Link muttered something under his breath that sounded like swearing, then looked up at Troy again. “I really wish you’d told me earlier. I don’t know what your dad is going to say, either, and now we only have a couple of weeks before we have to see him.”
“We don’t have to tell him right away.”
“I’ll talk to my parents first, if we don’t think of something else. I don’t know what to do. The law might say that the king has to marry a woman who was human, and if that’s the case, you have to either marry or abdicate.”
“We can’t decide for Cordelia whats she’s going to do.”
“If it does turn out to be necessary,” Edie said, “I’m sure you could find a human woman who doesn’t mind a marriage of convenience if it means she’s married to a mermaid prince. Maybe one who isn’t attracted to men. You said you liked Annie last year. I don’t think she’d be interested, but someone might.”

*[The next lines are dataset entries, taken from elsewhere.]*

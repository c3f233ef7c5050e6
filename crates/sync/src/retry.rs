//! Bounded retries with jittered backoff for transient store errors.

use rand::Rng;
use scid_core::config::RetryConfig;
use scid_core::Result;
use std::future::Future;
use std::time::Duration;
use tokio::time::sleep;

/// Jittered exponential backoff for transient store errors.
///
/// Only errors for which [`scid_core::Error::is_transient`] holds are
/// retried; everything else is returned on the first failure.
#[derive(Debug, Clone)]
pub struct RetryPolicy {
    pub max_attempts: usize,
    pub base_delay_ms: u64,
    pub max_delay_ms: u64,
    pub jitter_pct: f64,
}

impl RetryPolicy {
    pub fn new(max_attempts: usize, base_delay_ms: u64, max_delay_ms: u64, jitter_pct: f64) -> Self {
        let base_delay_ms = base_delay_ms.max(1);
        Self {
            max_attempts: max_attempts.max(1),
            base_delay_ms,
            max_delay_ms: max_delay_ms.max(base_delay_ms),
            jitter_pct: jitter_pct.clamp(0.0, 1.0),
        }
    }

    pub fn from_config(config: &RetryConfig) -> Self {
        Self::new(
            config.max_attempts,
            config.base_delay_ms,
            config.max_delay_ms,
            config.jitter_pct,
        )
    }

    fn next_delay(&self, attempt: usize) -> Duration {
        let exp = 2_u64.saturating_pow(attempt as u32);
        let delay = self.base_delay_ms.saturating_mul(exp).min(self.max_delay_ms);
        let delay = if self.jitter_pct > 0.0 {
            let spread = (delay as f64 * self.jitter_pct) as i64;
            let delta = rand::thread_rng().gen_range(-spread..=spread);
            delay.saturating_add_signed(delta)
        } else {
            delay
        };
        Duration::from_millis(delay)
    }

    /// Run `op` until it succeeds, fails with a non-transient error, or the
    /// attempt budget is spent. `op` receives the zero-based attempt number.
    pub async fn retry_transient<F, Fut, T>(&self, operation: &str, mut op: F) -> Result<T>
    where
        F: FnMut(usize) -> Fut,
        Fut: Future<Output = Result<T>>,
    {
        let mut attempt = 0;
        loop {
            match op(attempt).await {
                Ok(value) => return Ok(value),
                Err(err) if err.is_transient() => {
                    attempt += 1;
                    if attempt >= self.max_attempts {
                        tracing::error!(
                            operation,
                            attempts = attempt,
                            error = %err,
                            "retries exhausted"
                        );
                        return Err(err);
                    }
                    let delay = self.next_delay(attempt - 1);
                    tracing::warn!(
                        operation,
                        attempt,
                        max_attempts = self.max_attempts,
                        delay_ms = delay.as_millis() as u64,
                        error = %err,
                        "transient store error, backing off"
                    );
                    sleep(delay).await;
                }
                Err(err) => return Err(err),
            }
        }
    }
}

impl Default for RetryPolicy {
    fn default() -> Self {
        Self::from_config(&RetryConfig::default())
    }
}

#[cfg(test)]
mod tests {
    use super::*;
    use scid_core::Error;
    use std::sync::atomic::{AtomicUsize, Ordering};
    use std::sync::Arc;

    #[test]
    fn test_new_clamps_input_parameters() {
        let policy = RetryPolicy::new(0, 0, 0, 2.0);
        assert_eq!(policy.max_attempts, 1);
        assert_eq!(policy.base_delay_ms, 1);
        assert_eq!(policy.max_delay_ms, 1);
        assert_eq!(policy.jitter_pct, 1.0);
    }

    #[test]
    fn test_next_delay_doubles_and_caps() {
        let policy = RetryPolicy::new(5, 100, 500, 0.0);
        let delays: Vec<_> = (0..5).map(|attempt| policy.next_delay(attempt)).collect();
        assert_eq!(delays[0], Duration::from_millis(100));
        assert_eq!(delays[1], Duration::from_millis(200));
        assert_eq!(delays[2], Duration::from_millis(400));
        assert_eq!(delays[3], Duration::from_millis(500));
        assert_eq!(delays[4], Duration::from_millis(500));
    }

    #[test]
    fn test_jitter_stays_within_spread() {
        let policy = RetryPolicy::new(5, 1000, 1000, 0.2);
        for _ in 0..50 {
            let ms = policy.next_delay(0).as_millis() as u64;
            assert!((800..=1200).contains(&ms), "delay {ms} out of range");
        }
    }

    #[tokio::test(start_paused = true)]
    async fn test_retries_transient_until_success() {
        let policy = RetryPolicy::new(3, 10, 10, 0.0);
        let attempts = Arc::new(AtomicUsize::new(0));

        let result = policy
            .retry_transient("append", |attempt| {
                let attempts = attempts.clone();
                async move {
                    attempts.fetch_add(1, Ordering::SeqCst);
                    if attempt < 2 {
                        Err(Error::transient_store("connection reset"))
                    } else {
                        Ok(42)
                    }
                }
            })
            .await;

        assert_eq!(result.unwrap(), 42);
        assert_eq!(attempts.load(Ordering::SeqCst), 3);
    }

    #[tokio::test(start_paused = true)]
    async fn test_stops_after_max_attempts() {
        let policy = RetryPolicy::new(2, 5, 5, 0.0);
        let attempts = Arc::new(AtomicUsize::new(0));

        let result: Result<()> = policy
            .retry_transient("append", |_| {
                let attempts = attempts.clone();
                async move {
                    attempts.fetch_add(1, Ordering::SeqCst);
                    Err(Error::transient_store("timeout"))
                }
            })
            .await;

        assert!(matches!(result, Err(Error::TransientStore(_))));
        assert_eq!(attempts.load(Ordering::SeqCst), 2);
    }

    #[tokio::test(start_paused = true)]
    async fn test_persistent_error_not_retried() {
        let policy = RetryPolicy::new(5, 5, 5, 0.0);
        let attempts = Arc::new(AtomicUsize::new(0));

        let result: Result<()> = policy
            .retry_transient("append", |_| {
                let attempts = attempts.clone();
                async move {
                    attempts.fetch_add(1, Ordering::SeqCst);
                    Err(Error::persistent_store("check constraint failed"))
                }
            })
            .await;

        assert!(matches!(result, Err(Error::PersistentStore(_))));
        assert_eq!(attempts.load(Ordering::SeqCst), 1);
    }
}
//! Contract rollover timeline for one symbol.
//!
//! Builds the ordered sequence of contract windows from configuration and
//! rejects unsorted, overlapping or ambiguous windows before any file I/O.

use chrono::{DateTime, Utc};
use scid_core::config::{ContractConfig, SymbolConfig};
use scid_core::{ContractWindow, Error, Result};
use std::collections::HashSet;
use std::path::Path;

/// Validated, ordered, non-overlapping contract windows of one symbol.
#[derive(Debug, Clone, PartialEq)]
pub struct ContractTimeline {
    symbol: String,
    windows: Vec<ContractWindow>,
}

fn fmt_bound(bound: Option<DateTime<Utc>>) -> String {
    bound.map_or_else(|| "..".to_string(), |b| b.to_rfc3339())
}

fn describe(window: &ContractWindow) -> String {
    format!(
        "{} [{}, {})",
        window.contract_code,
        fmt_bound(window.start),
        fmt_bound(window.end)
    )
}

impl ContractTimeline {
    /// Build and validate the timeline of a symbol.
    pub fn build(symbol: &str, config: &SymbolConfig) -> Result<Self> {
        if config.contracts.is_empty() {
            return Err(Error::config(format!("symbol {symbol} has no contract windows")));
        }

        let windows: Vec<ContractWindow> = config.contracts.iter().map(window_from_config).collect();

        let mut seen = HashSet::new();
        for window in &windows {
            if !seen.insert(window.contract_code.as_str()) {
                return Err(Error::config(format!(
                    "symbol {symbol}: contract {} is configured more than once",
                    window.contract_code
                )));
            }
            if let (Some(start), Some(end)) = (window.start, window.end) {
                if start >= end {
                    return Err(Error::config(format!(
                        "symbol {symbol}: window {} is empty or inverted",
                        describe(window)
                    )));
                }
            }
        }

        for pair in windows.windows(2) {
            let (a, b) = (&pair[0], &pair[1]);
            let Some(b_start) = b.start else {
                return Err(Error::config(format!(
                    "symbol {symbol}: only the first window may omit start_date, found {} after {}",
                    describe(b),
                    describe(a)
                )));
            };
            if a.start.map_or(false, |a_start| a_start > b_start) {
                return Err(Error::config(format!(
                    "symbol {symbol}: windows not sorted, {} starts after {}",
                    describe(a),
                    describe(b)
                )));
            }
            match a.end {
                None => {
                    return Err(Error::config(format!(
                        "symbol {symbol}: open-ended window {} overlaps {}",
                        describe(a),
                        describe(b)
                    )))
                }
                Some(a_end) if a_end > b_start => {
                    return Err(Error::config(format!(
                        "symbol {symbol}: windows overlap, {} and {}",
                        describe(a),
                        describe(b)
                    )))
                }
                Some(_) => {}
            }
        }

        Ok(Self {
            symbol: symbol.to_string(),
            windows,
        })
    }

    /// Symbol this timeline belongs to.
    pub fn symbol(&self) -> &str {
        &self.symbol
    }

    /// Windows in rollover order.
    pub fn windows(&self) -> &[ContractWindow] {
        &self.windows
    }

    /// Iterate windows in rollover order.
    pub fn iter(&self) -> std::slice::Iter<'_, ContractWindow> {
        self.windows.iter()
    }

    /// Number of windows.
    pub fn len(&self) -> usize {
        self.windows.len()
    }

    /// Whether the timeline has no windows (never true for a built timeline).
    pub fn is_empty(&self) -> bool {
        self.windows.is_empty()
    }

    /// Find the window of a contract.
    pub fn window_for(&self, contract_code: &str) -> Option<&ContractWindow> {
        self.windows.iter().find(|w| w.contract_code == contract_code)
    }
}

impl<'a> IntoIterator for &'a ContractTimeline {
    type Item = &'a ContractWindow;
    type IntoIter = std::slice::Iter<'a, ContractWindow>;

    fn into_iter(self) -> Self::IntoIter {
        self.windows.iter()
    }
}

fn window_from_config(config: &ContractConfig) -> ContractWindow {
    let contract_code = config
        .contract
        .clone()
        .unwrap_or_else(|| contract_code_from_path(&config.file));
    ContractWindow {
        contract_code,
        file: config.file.clone(),
        start: config.start_date,
        end: config.end_date,
    }
}

/// Derive a contract code from a file name.
///
/// `ESZ24_FUT_CME.scid` yields `ESZ24`: three or four upper-case letters
/// followed by two digits. Otherwise the text before the first `_`.
pub fn contract_code_from_path(path: &Path) -> String {
    let stem = path
        .file_stem()
        .map(|s| s.to_string_lossy().into_owned())
        .unwrap_or_default();
    let bytes = stem.as_bytes();

    let letters = bytes.iter().take_while(|b| b.is_ascii_uppercase()).count();
    if (3..=4).contains(&letters)
        && bytes.len() >= letters + 2
        && bytes[letters].is_ascii_digit()
        && bytes[letters + 1].is_ascii_digit()
    {
        return stem[..letters + 2].to_string();
    }

    stem.split('_').next().unwrap_or(&stem).to_string()
}

#[cfg(test)]
mod tests {
    use super::*;
    use chrono::TimeZone;
    use std::path::PathBuf;

    fn date(y: i32, m: u32, d: u32) -> Option<DateTime<Utc>> {
        Some(Utc.with_ymd_and_hms(y, m, d, 0, 0, 0).unwrap())
    }

    fn make_contract(
        file: &str,
        start: Option<DateTime<Utc>>,
        end: Option<DateTime<Utc>>,
    ) -> ContractConfig {
        ContractConfig {
            file: PathBuf::from(file),
            contract: None,
            start_date: start,
            end_date: end,
        }
    }

    fn make_symbol(contracts: Vec<ContractConfig>) -> SymbolConfig {
        SymbolConfig {
            table_name: None,
            price_multiplier: 1.0,
            contracts,
        }
    }

    #[test]
    fn test_build_adjacent_windows() {
        let config = make_symbol(vec![
            make_contract("ESZ24_FUT_CME.scid", date(2024, 9, 15), date(2024, 12, 20)),
            make_contract("ESH25_FUT_CME.scid", date(2024, 12, 20), None),
        ]);
        let timeline = ContractTimeline::build("ES", &config).unwrap();

        assert_eq!(timeline.len(), 2);
        assert_eq!(timeline.symbol(), "ES");
        let codes: Vec<_> = timeline.iter().map(|w| w.contract_code.as_str()).collect();
        assert_eq!(codes, vec!["ESZ24", "ESH25"]);
        assert!(timeline.windows()[1].is_open_ended());
        assert!(timeline.window_for("ESH25").is_some());
    }

    #[test]
    fn test_empty_timeline_rejected() {
        let err = ContractTimeline::build("ES", &make_symbol(vec![])).unwrap_err();
        assert!(matches!(err, Error::Config(_)));
    }

    #[test]
    fn test_overlap_names_pair() {
        let config = make_symbol(vec![
            make_contract("ESZ24_FUT_CME.scid", date(2024, 9, 15), date(2024, 12, 21)),
            make_contract("ESH25_FUT_CME.scid", date(2024, 12, 20), None),
        ]);
        let err = ContractTimeline::build("ES", &config).unwrap_err();
        let msg = err.to_string();
        assert!(msg.contains("overlap"));
        assert!(msg.contains("ESZ24"));
        assert!(msg.contains("ESH25"));
    }

    #[test]
    fn test_unsorted_rejected() {
        let config = make_symbol(vec![
            make_contract("ESH25_FUT_CME.scid", date(2024, 12, 20), date(2025, 3, 21)),
            make_contract("ESZ24_FUT_CME.scid", date(2024, 9, 15), date(2024, 12, 20)),
        ]);
        let err = ContractTimeline::build("ES", &config).unwrap_err();
        assert!(err.to_string().contains("not sorted"));
    }

    #[test]
    fn test_open_ended_window_must_be_last() {
        let config = make_symbol(vec![
            make_contract("ESZ24_FUT_CME.scid", date(2024, 9, 15), None),
            make_contract("ESH25_FUT_CME.scid", date(2024, 12, 20), None),
        ]);
        let err = ContractTimeline::build("ES", &config).unwrap_err();
        assert!(err.to_string().contains("open-ended"));
    }

    #[test]
    fn test_missing_start_only_first() {
        let config = make_symbol(vec![
            make_contract("ESZ24_FUT_CME.scid", None, date(2024, 12, 20)),
            make_contract("ESH25_FUT_CME.scid", None, None),
        ]);
        assert!(ContractTimeline::build("ES", &config).is_err());

        let config = make_symbol(vec![
            make_contract("ESZ24_FUT_CME.scid", None, date(2024, 12, 20)),
            make_contract("ESH25_FUT_CME.scid", date(2024, 12, 20), None),
        ]);
        assert!(ContractTimeline::build("ES", &config).is_ok());
    }

    #[test]
    fn test_inverted_window_rejected() {
        let config = make_symbol(vec![make_contract(
            "ESZ24_FUT_CME.scid",
            date(2024, 12, 20),
            date(2024, 12, 20),
        )]);
        assert!(ContractTimeline::build("ES", &config).is_err());
    }

    #[test]
    fn test_duplicate_contract_rejected() {
        let config = make_symbol(vec![
            make_contract("a/ESZ24_FUT_CME.scid", date(2024, 9, 15), date(2024, 10, 1)),
            make_contract("b/ESZ24_FUT_CME.scid", date(2024, 10, 1), date(2024, 12, 20)),
        ]);
        let err = ContractTimeline::build("ES", &config).unwrap_err();
        assert!(err.to_string().contains("more than once"));
    }

    #[test]
    fn test_explicit_contract_code_wins() {
        let mut contract = make_contract("data/front.scid", date(2024, 9, 15), None);
        contract.contract = Some("ESZ24".to_string());
        let timeline = ContractTimeline::build("ES", &make_symbol(vec![contract])).unwrap();
        assert_eq!(timeline.windows()[0].contract_code, "ESZ24");
    }

    #[test]
    fn test_contract_code_from_path() {
        assert_eq!(contract_code_from_path(Path::new("/data/ESZ24_FUT_CME.scid")), "ESZ24");
        assert_eq!(contract_code_from_path(Path::new("NQH25-CME.scid")), "NQH25");
        assert_eq!(contract_code_from_path(Path::new("MNQM25_FUT.scid")), "MNQM25");
        assert_eq!(contract_code_from_path(Path::new("front_month.scid")), "front");
        assert_eq!(contract_code_from_path(Path::new("BTCUSD.scid")), "BTCUSD");
    }
}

“I was just trying to find someone to like. Annie seemed safe. Probably because I could tell she wasn’t interested in me.” Troy pushed his hair back out of his face.
“I’m sure this is going to be frustrating for you to work out,” Dawn said, “and if you want any advice, you can ask us, but I don’t think we’re exactly experts on how a gay guy can deal with his family’s expectation that he get married.”
“Right,” Link said. “Back on topic.” He snatched the rest of his pancake off his fork with his teeth and chewed angrily.
“So the faerie might have gone after Sean as a way to punish you,” Dawn said, trying to find the thread of the conversation again. “Just because you got away, maybe. Or maybe because he was just the next person to come out of the building.”
Troy nodded, poking at the pancakes with his fork. “I don’t know any other reason.”
“Do you know if he had any connection to Elrath?” Corrie asked. “Did he know him at all? For that matter, did either of you?”
The confused faces that Troy and Link both turned to Corrie made Dawn feel as though the awkwardness had at least been defused somewhat. “Elrath?” Link said.
“Oh, right,” Corrie said. “The first person who was killed—people knew her as Christy, but she was really a faerie named Elrath.”
Link shook his head, eyes wide, and got up for another pancake. “I had no idea. I knew her, sort of—I’d had a couple of classes with her—but I didn’t know she was a faerie. She was always really quiet.”
“He liked to avoid drawing attention to himself, because he was afraid people would find out he was a faerie, I think,” Dawn said. “Troy, did you know him at all? Or did Sean?”
Troy shook his head. “I’ve never heard either of those names before.”
“So what’s the connection?” Corrie said.